A dual-scenario hybrid machine learning framework integrating unsupervised clustering with supervised classification using noninvasive body composition features achieved up to 98.23% accuracy for hypertension risk prediction, with clustering augmentation improving generalization particularly for ensemble-based learners.
Key Findings
Results
K-Means clustering identified five physiological subgroups among hypertensive individuals with validated cluster quality metrics.
Clustering was performed exclusively on hypertensive individuals using an unsupervised approach inspired by self-labeling principles.
Cluster quality was validated using Silhouette index (0.3371), Davies-Bouldin index (1.0094), and Calinski-Harabasz index (720.10).
Significant intercluster variability was observed across key indicators including FATP, RLFATP, LLFATP, FATM, and age (p < 0.001).
Results
In Scenario 1, SVM with random oversampling achieved the best performance for hypertensive subgroup discrimination.
SVM with random oversampling achieved accuracy = 99.08%, F1 = 98.04%, and AUC = 99.98%.
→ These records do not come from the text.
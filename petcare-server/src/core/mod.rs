//! Core module: configuration and application state

pub mod config;
pub mod state;

pub use config::Config;
pub use state::AppState;
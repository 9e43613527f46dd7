//! Shared order types
//!
//! The status lifecycle and the payload a client submits to place an order.
//! Everything here is storage-agnostic; the server owns the persisted
//! aggregate.

use rust_decimal::Decimal;
use serde::{Deserialize, Serialize};

// ============================================================================
// Order Status
// ============================================================================

/// Order lifecycle status
#[derive(Debug, Clone, Copy, Serialize, Deserialize, PartialEq, Eq, Default)]
#[serde(rename_all = "SCREAMING_SNAKE_CASE")]
pub enum OrderStatus {
    /// Created, stock committed, awaiting acceptance
    #[default]
    Pending,
    /// Acknowledged by the shop
    Accepted,
    /// Fulfilled (terminal)
    Completed,
    /// Cancelled before fulfilment (terminal); stock is NOT returned
    Cancelled,
}

impl OrderStatus {
    /// Terminal states admit no further transition.
    pub fn is_terminal(self) -> bool {
        matches!(self, OrderStatus::Completed | OrderStatus::Cancelled)
    }

    /// Transition table: pending → accepted | completed | cancelled,
    /// accepted → completed. The pending → completed shortcut serves
    /// walk-in fulfilment where acceptance is implicit.
    pub fn can_transition(self, to: OrderStatus) -> bool {
        use OrderStatus::*;
        matches!(
            (self, to),
            (Pending, Accepted) | (Pending, Completed) | (Pending, Cancelled) | (Accepted, Completed)
        )
    }
}

impl std::fmt::Display for OrderStatus {
    fn fmt(&self, f: &mut std::fmt::Formatter<'_>) -> std::fmt::Result {
        f.write_str(match self {
            OrderStatus::Pending => "PENDING",
            OrderStatus::Accepted => "ACCEPTED",
            OrderStatus::Completed => "COMPLETED",
            OrderStatus::Cancelled => "CANCELLED",
        })
    }
}

// ============================================================================
// Place Order Request
// ============================================================================

/// One requested line: which item and how many units.
#[derive(Debug, Clone, Serialize, Deserialize, PartialEq, Eq)]
pub struct OrderLineInput {
    /// Inventory item id, `"item:xyz"` form
    pub item_id: String,
    /// Requested quantity, must be >= 1
    pub quantity: i64,
}

/// Payload a client submits to place an order.
///
/// `total_amount` is advisory: the server recomputes the total from ledger
/// price snapshots and rejects the request when the two disagree.
#[derive(Debug, Clone, Serialize, Deserialize)]
pub struct PlaceOrderRequest {
    pub line_items: Vec<OrderLineInput>,
    pub total_amount: Decimal,
    pub customer_name: String,
    pub customer_email: String,
    pub customer_phone: String,
    pub delivery_address: String,
    #[serde(default, skip_serializing_if = "Option::is_none")]
    pub notes: Option<String>,
}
Five models were evaluated for subgroup classification within the hypertensive population.
This scenario prioritized interpretability through subgroup discovery rather than binary classification.
Results
In Scenario 2, the ExtraTrees classifier on the cluster-augmented dataset achieved superior binary classification performance between healthy and hypertensive subjects.
ExtraTrees achieved accuracy = 98.23%, recall = 98.30%, precision = 98.17%, F1 = 98.23%, and AUC = 99.87%.
Five models were tested: ExtraTrees, KNN, SVM, Gaussian Naive Bayes, and Decision Tree, across multiple configurations.
The cluster-augmented dataset yielded the best results compared to non-augmented configurations.
Scenario 2 demonstrated the highest predictive accuracy and stability overall.
Results
Clustering and feature selection both improved model generalization, particularly for ensemble-based learners.
The cluster-augmented dataset consistently outperformed non-augmented datasets across configurations.
Ensemble-based learners such as ExtraTrees showed the greatest benefit from clustering augmentation.
Feature selection combined with clustering contributed to improved generalization in Scenario 2.
Methods
The study used noninvasive body composition features as predictors for hypertension risk, including fat-related physiological measures.
Key features included FATP (fat percentage), RLFATP (right leg fat percentage), LLFATP (left leg fat percentage), FATM (fat mass), and age.
The framework was designed to be noninvasive, aimed at enhancing both interpretability and predictive reliability.
The dual-scenario design allowed both subgroup discovery (Scenario 1) and binary classification (Scenario 2) using the same body composition data.
Conclusions
Integrating unsupervised clustering with supervised classification produced a robust and explainable framework for personalized hypertension risk prediction.
Scenario 1 provided interpretability through physiological subgroup discovery among hypertensive individuals.
Scenario 2 provided higher predictive accuracy and stability for distinguishing healthy from hypertensive subjects.
The authors conclude this approach contributes to early detection and precision healthcare for hypertension management.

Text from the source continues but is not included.